> Problem description:
Only a number is wanted: how many lines in the records below contain "Manhã"?

> Task inputs:
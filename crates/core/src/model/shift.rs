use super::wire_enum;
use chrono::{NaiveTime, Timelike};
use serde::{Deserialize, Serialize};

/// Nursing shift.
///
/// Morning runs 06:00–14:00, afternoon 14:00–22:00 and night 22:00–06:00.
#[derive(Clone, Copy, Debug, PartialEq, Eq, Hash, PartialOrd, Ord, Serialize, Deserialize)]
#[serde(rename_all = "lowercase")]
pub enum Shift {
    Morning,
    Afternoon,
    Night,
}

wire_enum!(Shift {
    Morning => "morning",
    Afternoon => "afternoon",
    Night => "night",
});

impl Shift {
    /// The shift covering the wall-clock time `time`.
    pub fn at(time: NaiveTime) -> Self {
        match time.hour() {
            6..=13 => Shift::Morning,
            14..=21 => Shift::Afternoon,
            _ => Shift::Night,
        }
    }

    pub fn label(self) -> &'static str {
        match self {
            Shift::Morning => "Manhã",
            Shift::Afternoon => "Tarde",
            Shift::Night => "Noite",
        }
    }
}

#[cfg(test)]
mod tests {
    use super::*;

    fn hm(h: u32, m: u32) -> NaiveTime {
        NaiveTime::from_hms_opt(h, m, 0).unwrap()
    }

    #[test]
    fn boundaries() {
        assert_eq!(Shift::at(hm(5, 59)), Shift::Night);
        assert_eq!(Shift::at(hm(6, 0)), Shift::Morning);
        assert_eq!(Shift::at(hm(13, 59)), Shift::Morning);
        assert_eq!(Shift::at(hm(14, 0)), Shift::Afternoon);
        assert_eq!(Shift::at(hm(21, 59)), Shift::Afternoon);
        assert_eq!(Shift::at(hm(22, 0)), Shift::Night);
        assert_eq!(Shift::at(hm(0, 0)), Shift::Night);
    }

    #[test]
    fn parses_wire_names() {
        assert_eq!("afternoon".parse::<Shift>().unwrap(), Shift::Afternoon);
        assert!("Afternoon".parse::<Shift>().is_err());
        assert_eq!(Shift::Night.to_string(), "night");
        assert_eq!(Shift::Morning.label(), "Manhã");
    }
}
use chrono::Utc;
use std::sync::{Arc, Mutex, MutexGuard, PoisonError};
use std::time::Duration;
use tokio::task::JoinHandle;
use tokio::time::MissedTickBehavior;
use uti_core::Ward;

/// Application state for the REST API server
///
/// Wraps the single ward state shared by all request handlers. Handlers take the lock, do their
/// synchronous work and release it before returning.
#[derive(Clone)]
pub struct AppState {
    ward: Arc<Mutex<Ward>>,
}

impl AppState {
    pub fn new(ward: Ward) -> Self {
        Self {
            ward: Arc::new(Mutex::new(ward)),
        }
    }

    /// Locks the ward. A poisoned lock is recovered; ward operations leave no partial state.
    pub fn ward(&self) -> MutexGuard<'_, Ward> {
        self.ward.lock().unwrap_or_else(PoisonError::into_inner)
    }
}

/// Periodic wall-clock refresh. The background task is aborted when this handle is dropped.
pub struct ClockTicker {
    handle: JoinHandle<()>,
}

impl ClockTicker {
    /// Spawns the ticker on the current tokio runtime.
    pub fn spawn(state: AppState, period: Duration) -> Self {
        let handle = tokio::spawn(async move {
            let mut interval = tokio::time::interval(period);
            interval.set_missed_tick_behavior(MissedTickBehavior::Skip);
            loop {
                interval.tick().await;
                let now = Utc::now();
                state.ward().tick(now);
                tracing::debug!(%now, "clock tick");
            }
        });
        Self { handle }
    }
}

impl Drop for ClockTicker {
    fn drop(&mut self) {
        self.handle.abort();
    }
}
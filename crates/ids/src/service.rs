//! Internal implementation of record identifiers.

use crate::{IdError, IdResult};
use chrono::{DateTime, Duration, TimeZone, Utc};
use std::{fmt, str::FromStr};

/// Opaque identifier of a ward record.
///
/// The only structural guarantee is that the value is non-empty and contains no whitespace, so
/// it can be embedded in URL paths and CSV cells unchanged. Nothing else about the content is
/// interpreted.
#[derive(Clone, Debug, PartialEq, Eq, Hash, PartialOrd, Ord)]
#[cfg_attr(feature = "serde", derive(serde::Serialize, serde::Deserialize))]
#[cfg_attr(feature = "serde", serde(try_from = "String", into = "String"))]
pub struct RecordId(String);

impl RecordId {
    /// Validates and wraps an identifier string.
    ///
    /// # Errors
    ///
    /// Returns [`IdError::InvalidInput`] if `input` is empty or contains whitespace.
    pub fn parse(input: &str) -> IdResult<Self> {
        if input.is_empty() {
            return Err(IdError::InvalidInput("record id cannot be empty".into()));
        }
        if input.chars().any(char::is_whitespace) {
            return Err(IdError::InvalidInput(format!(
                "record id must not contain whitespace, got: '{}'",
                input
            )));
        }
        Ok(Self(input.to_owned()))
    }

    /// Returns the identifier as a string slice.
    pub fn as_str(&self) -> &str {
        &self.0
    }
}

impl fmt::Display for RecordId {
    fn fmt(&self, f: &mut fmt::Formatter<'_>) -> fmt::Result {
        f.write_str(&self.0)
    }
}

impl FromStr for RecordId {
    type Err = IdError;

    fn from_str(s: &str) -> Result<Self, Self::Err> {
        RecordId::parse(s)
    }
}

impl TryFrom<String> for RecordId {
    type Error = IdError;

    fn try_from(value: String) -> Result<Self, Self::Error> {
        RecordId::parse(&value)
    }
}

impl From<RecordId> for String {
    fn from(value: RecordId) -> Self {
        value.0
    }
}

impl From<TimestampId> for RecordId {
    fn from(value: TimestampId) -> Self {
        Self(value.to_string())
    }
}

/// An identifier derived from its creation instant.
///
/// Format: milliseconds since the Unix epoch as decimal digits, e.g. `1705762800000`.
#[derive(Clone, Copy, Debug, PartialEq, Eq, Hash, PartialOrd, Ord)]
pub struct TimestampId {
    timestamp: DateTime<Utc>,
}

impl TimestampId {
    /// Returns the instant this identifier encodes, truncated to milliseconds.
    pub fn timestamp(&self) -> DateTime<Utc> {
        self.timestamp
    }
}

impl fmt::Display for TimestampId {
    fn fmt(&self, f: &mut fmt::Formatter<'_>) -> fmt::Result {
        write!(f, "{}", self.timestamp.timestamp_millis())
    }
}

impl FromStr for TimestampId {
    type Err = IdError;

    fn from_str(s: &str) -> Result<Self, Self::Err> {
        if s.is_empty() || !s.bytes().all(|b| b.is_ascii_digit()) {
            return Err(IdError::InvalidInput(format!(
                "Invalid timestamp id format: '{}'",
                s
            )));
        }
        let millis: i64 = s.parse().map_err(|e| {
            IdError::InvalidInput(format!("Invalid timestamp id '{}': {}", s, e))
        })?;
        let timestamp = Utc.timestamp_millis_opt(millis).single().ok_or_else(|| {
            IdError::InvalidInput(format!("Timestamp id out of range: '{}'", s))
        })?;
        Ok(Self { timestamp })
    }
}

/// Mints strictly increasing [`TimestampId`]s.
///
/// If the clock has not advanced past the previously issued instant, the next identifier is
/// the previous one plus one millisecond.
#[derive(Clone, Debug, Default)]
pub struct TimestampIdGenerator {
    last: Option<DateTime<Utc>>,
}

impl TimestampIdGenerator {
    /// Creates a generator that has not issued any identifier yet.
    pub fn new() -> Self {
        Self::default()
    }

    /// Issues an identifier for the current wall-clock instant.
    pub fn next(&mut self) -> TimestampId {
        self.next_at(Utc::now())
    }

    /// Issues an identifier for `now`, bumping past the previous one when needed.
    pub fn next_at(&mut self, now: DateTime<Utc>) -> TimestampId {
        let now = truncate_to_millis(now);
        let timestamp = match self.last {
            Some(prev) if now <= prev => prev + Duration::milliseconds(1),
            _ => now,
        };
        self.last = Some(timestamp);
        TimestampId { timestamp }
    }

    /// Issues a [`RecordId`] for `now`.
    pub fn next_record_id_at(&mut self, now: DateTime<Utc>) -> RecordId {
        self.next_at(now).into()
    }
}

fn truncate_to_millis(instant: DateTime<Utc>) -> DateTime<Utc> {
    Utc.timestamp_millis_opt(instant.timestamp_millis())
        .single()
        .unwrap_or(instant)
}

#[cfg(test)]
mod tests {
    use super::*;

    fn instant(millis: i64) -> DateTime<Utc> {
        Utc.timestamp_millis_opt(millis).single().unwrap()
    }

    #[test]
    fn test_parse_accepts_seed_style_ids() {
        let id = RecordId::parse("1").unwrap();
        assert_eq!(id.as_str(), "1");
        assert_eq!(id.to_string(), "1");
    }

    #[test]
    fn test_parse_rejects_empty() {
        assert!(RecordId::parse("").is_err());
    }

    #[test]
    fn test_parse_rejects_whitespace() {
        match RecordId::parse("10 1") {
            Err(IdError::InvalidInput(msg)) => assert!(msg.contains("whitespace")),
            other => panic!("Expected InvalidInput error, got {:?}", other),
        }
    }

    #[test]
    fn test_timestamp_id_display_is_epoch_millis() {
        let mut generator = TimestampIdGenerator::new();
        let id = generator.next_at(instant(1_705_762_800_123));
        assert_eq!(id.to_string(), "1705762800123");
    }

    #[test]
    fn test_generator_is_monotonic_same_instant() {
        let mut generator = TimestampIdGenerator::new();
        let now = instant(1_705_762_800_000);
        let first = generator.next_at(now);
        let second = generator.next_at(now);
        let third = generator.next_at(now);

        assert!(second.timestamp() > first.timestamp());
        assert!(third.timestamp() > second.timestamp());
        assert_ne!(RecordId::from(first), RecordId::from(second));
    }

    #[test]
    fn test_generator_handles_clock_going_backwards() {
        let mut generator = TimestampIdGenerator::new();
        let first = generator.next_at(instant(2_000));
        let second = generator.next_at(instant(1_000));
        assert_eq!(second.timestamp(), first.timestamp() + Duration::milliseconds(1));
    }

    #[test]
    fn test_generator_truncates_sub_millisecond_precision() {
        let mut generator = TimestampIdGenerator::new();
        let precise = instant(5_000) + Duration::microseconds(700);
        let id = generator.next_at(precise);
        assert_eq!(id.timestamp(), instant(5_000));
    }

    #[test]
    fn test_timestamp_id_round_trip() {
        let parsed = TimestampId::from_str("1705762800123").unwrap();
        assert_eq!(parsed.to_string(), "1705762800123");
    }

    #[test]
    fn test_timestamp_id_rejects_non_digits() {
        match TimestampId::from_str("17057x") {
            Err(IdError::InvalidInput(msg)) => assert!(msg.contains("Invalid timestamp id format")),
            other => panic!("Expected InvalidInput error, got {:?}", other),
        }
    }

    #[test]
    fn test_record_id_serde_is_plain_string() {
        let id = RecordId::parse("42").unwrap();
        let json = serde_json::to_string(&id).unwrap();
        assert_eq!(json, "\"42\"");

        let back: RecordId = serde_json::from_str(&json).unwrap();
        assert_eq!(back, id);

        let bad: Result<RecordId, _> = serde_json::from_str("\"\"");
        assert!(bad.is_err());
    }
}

> Answer for this exercise:
2